• _What needs to be done_
Report each line of the records below that holds the word "matches".

• _Input data_
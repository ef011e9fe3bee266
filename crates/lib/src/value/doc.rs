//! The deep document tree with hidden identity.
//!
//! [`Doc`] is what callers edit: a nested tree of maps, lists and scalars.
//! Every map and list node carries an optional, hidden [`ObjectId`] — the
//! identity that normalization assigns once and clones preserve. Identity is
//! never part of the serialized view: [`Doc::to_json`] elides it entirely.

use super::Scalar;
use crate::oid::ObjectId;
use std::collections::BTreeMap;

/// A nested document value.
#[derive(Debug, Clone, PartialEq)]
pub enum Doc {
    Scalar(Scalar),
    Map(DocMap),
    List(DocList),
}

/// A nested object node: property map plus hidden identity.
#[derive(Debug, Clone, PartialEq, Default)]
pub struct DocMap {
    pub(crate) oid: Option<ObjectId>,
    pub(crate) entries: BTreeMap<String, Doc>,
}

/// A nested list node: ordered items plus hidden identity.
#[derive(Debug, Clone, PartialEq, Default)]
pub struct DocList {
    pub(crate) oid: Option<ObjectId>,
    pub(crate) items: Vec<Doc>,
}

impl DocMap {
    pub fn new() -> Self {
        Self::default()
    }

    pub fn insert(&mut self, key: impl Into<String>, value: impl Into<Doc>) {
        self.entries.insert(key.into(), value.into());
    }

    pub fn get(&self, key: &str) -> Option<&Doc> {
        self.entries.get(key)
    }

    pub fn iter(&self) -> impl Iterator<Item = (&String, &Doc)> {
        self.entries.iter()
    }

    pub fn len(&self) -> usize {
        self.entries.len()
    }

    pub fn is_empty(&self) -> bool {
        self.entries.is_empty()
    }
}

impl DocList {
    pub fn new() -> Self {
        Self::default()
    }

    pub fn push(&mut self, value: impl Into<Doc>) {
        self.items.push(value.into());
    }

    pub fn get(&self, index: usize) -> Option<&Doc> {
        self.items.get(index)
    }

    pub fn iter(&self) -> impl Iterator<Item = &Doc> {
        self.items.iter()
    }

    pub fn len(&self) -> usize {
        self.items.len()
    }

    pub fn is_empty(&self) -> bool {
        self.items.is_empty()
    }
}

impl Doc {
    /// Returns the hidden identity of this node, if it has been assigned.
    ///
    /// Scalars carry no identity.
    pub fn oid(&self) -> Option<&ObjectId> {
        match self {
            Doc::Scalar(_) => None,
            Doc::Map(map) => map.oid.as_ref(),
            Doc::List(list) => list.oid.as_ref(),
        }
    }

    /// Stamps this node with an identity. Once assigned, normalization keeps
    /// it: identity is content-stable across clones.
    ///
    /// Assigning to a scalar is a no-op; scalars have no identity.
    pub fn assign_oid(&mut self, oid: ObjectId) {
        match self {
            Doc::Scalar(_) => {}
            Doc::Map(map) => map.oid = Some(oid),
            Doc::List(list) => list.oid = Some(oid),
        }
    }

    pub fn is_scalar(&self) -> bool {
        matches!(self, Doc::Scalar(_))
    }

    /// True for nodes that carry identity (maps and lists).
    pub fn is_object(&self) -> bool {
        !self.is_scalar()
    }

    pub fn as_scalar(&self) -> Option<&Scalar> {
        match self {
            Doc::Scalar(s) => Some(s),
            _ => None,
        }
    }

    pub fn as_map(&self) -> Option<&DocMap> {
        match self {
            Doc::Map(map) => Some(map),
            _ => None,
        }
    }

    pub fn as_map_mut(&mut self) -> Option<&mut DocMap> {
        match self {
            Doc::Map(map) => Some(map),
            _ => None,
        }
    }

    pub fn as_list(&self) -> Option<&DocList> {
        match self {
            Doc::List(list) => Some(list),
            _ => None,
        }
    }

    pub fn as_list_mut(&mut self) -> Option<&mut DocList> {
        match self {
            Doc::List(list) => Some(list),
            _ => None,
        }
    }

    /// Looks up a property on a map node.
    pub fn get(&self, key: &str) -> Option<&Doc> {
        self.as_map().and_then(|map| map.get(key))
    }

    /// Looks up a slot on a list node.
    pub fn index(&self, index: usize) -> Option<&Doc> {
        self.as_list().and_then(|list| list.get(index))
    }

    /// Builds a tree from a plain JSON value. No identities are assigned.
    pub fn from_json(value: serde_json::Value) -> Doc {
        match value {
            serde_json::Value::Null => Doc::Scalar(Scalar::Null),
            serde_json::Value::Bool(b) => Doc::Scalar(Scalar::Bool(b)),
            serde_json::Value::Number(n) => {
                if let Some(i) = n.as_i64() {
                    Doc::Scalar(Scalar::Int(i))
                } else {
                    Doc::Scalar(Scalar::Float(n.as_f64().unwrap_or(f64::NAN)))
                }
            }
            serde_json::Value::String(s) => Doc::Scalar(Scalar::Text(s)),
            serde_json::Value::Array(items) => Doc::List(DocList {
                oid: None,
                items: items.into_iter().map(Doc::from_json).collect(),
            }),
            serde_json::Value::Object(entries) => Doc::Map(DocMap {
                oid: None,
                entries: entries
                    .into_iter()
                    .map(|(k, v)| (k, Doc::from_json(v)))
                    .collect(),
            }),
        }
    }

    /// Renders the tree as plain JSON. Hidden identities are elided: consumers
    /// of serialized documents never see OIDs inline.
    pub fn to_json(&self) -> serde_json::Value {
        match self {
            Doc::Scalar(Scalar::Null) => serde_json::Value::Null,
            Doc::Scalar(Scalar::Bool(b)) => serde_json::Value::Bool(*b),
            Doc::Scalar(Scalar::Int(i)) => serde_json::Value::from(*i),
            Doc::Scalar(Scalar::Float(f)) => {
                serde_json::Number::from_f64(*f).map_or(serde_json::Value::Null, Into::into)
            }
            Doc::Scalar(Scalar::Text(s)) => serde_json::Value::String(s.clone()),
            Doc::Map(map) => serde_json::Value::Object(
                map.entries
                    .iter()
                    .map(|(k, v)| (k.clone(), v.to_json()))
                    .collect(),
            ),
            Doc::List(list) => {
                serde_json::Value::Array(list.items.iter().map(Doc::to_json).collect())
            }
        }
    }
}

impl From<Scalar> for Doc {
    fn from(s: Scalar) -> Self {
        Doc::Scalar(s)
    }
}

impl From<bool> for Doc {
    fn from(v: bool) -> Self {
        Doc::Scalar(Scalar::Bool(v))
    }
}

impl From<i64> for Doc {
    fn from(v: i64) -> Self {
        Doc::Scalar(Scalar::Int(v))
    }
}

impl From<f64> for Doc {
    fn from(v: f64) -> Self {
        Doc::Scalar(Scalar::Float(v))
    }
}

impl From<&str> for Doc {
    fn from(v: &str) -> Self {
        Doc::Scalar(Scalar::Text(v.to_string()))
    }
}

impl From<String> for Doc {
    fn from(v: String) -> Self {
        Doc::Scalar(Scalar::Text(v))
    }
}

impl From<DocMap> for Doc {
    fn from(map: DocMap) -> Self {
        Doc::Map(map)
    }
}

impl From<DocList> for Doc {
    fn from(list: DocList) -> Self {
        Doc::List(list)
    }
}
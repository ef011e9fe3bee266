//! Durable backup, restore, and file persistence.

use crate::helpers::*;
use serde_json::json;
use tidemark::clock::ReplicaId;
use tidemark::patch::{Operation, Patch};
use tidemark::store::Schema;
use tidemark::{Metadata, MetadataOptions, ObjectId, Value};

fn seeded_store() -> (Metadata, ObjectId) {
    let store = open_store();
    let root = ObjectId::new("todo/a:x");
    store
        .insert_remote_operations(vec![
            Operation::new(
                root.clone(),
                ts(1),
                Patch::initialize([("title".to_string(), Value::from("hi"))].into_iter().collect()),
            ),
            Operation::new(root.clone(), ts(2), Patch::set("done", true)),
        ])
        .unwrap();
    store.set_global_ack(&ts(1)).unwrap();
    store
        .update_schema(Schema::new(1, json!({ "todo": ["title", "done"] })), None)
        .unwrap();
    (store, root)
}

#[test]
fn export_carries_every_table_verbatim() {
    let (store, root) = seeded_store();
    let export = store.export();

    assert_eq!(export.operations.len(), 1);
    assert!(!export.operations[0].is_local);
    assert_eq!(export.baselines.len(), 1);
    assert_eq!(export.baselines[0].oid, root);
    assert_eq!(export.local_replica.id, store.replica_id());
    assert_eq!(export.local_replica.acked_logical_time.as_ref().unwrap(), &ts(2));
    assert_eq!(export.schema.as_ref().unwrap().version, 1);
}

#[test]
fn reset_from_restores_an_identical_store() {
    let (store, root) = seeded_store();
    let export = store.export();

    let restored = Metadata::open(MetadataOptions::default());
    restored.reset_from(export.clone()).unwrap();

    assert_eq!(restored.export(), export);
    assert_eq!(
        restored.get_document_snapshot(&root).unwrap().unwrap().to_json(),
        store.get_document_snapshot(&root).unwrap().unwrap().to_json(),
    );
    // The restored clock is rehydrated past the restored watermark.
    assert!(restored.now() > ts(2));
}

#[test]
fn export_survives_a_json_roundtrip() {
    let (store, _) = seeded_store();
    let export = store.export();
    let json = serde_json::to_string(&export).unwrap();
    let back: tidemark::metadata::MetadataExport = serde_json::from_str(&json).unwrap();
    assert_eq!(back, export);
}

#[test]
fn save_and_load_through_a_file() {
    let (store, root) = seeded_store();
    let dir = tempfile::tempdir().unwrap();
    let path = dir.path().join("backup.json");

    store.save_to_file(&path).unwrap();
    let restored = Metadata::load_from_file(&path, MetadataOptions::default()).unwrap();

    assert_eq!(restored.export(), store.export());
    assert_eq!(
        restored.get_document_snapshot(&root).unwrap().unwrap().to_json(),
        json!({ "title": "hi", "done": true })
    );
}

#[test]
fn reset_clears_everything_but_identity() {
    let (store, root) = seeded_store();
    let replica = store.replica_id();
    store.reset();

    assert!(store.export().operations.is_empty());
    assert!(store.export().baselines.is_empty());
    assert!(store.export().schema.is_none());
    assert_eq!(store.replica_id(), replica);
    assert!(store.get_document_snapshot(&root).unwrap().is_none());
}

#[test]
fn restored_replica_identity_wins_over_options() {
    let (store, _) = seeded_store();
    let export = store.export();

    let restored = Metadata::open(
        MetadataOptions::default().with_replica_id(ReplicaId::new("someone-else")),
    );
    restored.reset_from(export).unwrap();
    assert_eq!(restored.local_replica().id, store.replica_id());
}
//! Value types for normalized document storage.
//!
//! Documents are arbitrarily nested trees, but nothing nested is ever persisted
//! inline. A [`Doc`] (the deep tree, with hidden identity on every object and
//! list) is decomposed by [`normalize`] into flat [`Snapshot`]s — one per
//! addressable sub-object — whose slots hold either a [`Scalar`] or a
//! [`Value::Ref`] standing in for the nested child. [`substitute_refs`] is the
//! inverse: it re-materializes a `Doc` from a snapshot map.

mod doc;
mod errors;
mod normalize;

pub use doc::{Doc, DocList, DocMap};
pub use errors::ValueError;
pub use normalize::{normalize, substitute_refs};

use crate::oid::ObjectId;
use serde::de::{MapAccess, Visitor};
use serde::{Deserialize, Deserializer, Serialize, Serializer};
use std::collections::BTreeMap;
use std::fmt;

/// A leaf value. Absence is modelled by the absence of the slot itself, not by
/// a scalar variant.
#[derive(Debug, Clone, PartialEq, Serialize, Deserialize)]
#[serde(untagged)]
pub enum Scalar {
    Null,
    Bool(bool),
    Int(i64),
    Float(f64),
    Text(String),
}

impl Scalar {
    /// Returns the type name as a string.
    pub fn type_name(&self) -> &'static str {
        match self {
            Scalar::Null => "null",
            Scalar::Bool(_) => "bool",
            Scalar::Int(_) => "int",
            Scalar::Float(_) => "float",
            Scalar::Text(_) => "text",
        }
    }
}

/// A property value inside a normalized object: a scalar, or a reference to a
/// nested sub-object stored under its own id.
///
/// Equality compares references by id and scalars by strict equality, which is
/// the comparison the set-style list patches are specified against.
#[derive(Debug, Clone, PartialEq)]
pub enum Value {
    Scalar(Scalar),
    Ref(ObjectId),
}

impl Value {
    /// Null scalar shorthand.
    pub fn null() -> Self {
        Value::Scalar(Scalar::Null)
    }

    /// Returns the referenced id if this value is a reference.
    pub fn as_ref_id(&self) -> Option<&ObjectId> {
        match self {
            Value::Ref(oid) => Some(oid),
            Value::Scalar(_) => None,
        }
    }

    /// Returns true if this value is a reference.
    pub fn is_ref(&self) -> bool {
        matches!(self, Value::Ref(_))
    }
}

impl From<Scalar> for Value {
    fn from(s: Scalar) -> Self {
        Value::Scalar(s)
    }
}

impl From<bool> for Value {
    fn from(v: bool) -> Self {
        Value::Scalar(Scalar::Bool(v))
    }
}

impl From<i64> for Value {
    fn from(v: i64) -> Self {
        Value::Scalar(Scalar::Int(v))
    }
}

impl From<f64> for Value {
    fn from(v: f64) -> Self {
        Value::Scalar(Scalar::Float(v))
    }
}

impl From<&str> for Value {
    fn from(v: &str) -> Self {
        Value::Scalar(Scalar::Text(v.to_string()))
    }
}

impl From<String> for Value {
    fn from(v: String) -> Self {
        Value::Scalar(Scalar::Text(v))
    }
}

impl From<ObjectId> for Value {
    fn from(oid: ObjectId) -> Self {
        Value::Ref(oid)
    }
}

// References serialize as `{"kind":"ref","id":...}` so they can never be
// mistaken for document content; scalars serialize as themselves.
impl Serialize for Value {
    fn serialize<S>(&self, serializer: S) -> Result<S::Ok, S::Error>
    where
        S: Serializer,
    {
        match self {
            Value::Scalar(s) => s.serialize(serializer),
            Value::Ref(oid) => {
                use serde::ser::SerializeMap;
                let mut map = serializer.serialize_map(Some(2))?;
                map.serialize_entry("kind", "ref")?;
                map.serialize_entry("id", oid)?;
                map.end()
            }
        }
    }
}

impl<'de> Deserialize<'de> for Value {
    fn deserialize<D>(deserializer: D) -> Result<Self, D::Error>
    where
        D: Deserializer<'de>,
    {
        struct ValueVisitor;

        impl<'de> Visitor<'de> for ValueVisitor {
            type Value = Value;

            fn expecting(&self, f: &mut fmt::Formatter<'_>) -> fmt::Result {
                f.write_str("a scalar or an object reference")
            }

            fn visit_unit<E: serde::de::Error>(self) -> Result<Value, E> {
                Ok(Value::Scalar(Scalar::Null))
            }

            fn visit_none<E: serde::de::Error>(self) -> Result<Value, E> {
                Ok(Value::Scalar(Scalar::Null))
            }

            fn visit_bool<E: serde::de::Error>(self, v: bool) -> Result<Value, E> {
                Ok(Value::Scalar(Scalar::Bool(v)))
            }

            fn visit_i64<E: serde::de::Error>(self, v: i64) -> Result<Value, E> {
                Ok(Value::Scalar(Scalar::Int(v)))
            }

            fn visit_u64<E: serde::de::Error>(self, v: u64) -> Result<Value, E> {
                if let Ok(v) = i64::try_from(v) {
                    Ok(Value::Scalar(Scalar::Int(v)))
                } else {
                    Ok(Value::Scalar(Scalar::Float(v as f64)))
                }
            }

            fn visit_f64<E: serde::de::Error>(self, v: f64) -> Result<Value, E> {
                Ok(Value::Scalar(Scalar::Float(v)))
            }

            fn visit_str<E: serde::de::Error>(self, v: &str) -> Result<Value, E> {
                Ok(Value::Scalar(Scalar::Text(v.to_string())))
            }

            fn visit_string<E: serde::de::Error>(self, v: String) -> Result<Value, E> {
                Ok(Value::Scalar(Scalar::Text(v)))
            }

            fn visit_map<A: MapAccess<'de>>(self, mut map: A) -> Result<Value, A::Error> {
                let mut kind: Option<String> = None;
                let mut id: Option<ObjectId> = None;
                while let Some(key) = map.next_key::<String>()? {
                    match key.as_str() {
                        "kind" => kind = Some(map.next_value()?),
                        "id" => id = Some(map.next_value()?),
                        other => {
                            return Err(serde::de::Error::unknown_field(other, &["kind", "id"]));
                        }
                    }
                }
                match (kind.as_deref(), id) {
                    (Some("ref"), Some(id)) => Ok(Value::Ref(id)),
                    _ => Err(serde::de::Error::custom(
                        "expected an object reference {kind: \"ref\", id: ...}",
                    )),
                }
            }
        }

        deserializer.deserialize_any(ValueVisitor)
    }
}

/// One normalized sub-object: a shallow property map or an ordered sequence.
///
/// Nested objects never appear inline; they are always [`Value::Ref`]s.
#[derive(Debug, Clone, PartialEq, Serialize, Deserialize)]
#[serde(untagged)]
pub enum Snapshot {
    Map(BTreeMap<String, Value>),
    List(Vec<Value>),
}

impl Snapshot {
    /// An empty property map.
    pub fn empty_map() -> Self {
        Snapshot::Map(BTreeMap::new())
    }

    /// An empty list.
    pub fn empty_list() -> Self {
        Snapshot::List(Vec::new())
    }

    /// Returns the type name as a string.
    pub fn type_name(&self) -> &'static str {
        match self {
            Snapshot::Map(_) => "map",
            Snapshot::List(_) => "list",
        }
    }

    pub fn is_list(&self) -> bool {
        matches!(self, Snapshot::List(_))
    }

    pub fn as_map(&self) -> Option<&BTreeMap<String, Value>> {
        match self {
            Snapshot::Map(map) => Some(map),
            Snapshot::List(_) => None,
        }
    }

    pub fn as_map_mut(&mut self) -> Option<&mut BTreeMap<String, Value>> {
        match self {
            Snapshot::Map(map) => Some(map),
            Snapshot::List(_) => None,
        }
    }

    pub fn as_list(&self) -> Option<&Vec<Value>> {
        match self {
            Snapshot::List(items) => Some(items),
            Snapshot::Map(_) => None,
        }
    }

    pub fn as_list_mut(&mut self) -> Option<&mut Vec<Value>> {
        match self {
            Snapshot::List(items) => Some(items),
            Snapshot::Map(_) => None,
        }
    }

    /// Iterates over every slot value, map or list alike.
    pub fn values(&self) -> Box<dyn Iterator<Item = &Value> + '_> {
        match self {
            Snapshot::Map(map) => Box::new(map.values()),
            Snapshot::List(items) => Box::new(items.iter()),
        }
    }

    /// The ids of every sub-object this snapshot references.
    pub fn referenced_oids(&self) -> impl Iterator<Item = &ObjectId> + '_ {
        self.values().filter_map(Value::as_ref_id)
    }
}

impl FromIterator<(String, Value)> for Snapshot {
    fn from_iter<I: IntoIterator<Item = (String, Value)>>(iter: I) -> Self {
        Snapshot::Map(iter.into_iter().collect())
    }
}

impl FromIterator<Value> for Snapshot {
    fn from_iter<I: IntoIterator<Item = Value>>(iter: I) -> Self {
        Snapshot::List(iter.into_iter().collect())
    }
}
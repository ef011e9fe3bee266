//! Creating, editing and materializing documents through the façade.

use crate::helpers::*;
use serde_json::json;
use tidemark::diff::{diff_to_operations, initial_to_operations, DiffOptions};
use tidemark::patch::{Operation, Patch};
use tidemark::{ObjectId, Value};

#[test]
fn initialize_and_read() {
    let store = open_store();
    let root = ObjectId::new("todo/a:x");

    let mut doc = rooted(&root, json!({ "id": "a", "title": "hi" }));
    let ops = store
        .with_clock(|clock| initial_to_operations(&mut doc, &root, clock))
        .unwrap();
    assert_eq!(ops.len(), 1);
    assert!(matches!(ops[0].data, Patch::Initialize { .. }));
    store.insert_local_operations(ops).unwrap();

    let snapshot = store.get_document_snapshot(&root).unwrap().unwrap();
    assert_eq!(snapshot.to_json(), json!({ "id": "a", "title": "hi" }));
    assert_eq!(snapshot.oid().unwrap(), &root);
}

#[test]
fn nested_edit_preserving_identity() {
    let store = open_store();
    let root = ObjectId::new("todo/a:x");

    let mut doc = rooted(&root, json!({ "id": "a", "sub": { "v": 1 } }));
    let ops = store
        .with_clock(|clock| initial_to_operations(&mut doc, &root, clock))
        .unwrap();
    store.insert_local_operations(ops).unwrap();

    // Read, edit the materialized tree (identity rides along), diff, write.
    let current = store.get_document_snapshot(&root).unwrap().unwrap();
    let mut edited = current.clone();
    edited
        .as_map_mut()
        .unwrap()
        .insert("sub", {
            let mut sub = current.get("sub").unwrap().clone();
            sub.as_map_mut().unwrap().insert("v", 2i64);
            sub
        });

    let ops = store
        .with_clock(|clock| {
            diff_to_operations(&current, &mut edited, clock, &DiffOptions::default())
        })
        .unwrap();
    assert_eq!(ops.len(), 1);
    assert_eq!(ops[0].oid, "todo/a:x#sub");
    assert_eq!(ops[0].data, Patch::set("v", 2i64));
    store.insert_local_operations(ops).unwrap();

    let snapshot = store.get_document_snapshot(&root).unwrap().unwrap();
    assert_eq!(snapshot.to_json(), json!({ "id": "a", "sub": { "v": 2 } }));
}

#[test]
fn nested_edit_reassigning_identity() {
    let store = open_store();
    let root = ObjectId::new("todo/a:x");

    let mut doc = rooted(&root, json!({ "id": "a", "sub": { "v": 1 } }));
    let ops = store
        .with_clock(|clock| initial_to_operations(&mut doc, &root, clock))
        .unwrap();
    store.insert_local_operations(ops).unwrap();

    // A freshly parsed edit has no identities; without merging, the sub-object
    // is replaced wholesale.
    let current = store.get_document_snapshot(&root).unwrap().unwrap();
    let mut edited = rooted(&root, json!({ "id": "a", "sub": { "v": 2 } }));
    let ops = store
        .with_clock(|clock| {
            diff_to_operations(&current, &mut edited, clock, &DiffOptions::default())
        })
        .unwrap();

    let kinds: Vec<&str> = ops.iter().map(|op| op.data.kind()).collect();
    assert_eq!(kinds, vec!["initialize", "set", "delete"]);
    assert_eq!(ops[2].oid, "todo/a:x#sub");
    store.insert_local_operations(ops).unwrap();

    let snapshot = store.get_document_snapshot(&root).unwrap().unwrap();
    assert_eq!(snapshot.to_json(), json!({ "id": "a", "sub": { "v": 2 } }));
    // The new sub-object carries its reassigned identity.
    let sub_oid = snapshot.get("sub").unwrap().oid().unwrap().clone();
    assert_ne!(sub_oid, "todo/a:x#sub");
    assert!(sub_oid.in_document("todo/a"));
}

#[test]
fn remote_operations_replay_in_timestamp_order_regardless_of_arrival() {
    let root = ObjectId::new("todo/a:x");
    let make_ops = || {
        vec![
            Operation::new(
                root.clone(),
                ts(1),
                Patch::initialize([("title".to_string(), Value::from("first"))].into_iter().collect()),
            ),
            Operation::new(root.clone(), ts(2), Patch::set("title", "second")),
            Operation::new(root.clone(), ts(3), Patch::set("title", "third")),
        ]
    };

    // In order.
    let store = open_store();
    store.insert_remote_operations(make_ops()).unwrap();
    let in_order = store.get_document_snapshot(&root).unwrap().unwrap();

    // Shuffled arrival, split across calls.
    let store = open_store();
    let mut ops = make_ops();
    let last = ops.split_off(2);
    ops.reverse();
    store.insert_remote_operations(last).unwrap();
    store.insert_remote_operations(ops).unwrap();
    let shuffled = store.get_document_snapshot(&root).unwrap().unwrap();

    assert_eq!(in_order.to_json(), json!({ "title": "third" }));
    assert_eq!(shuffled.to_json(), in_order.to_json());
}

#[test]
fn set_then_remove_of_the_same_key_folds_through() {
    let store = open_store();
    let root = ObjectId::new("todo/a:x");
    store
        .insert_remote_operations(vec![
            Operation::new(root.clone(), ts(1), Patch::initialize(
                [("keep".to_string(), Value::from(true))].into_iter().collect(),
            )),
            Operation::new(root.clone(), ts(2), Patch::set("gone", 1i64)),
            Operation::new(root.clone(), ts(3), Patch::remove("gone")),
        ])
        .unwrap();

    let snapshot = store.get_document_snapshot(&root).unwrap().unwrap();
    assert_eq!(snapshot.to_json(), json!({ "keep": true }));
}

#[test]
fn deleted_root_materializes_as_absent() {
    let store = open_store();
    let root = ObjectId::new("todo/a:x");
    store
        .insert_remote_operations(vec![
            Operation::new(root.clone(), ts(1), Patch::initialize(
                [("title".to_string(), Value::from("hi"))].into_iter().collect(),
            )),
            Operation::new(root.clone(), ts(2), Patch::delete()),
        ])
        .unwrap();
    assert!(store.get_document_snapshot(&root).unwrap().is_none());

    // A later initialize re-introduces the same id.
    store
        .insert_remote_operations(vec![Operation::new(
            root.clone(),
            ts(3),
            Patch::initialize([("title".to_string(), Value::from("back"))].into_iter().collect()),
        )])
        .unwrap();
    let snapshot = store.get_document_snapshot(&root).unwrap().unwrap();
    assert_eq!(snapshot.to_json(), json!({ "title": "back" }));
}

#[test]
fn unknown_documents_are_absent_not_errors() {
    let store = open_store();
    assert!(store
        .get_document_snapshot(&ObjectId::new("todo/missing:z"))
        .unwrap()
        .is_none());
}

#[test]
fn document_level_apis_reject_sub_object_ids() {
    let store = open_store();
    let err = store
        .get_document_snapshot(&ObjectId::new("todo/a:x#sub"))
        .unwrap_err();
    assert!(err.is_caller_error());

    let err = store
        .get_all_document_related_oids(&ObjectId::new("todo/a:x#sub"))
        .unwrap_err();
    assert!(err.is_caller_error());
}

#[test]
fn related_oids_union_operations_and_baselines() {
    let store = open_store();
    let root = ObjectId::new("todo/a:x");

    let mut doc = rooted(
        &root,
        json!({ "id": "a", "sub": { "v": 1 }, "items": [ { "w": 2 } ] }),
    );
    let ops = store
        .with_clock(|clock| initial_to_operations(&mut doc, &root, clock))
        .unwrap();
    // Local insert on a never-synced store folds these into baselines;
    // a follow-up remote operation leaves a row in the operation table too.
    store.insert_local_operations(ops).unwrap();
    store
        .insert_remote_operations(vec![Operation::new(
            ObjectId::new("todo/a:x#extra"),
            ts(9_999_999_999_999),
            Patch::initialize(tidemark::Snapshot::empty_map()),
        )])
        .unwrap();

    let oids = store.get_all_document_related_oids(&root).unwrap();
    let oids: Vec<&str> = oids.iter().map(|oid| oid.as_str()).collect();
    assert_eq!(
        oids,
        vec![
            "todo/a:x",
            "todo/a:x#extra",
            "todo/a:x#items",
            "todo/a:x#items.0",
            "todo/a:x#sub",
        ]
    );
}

• _Solution for this exercise_
        matches!(self, Doc::Scalar(_))
        matches!(self, Value::Ref(_))
        matches!(self, Snapshot::List(_))
    assert!(matches!(ops[0].data, Patch::Initialize { .. }));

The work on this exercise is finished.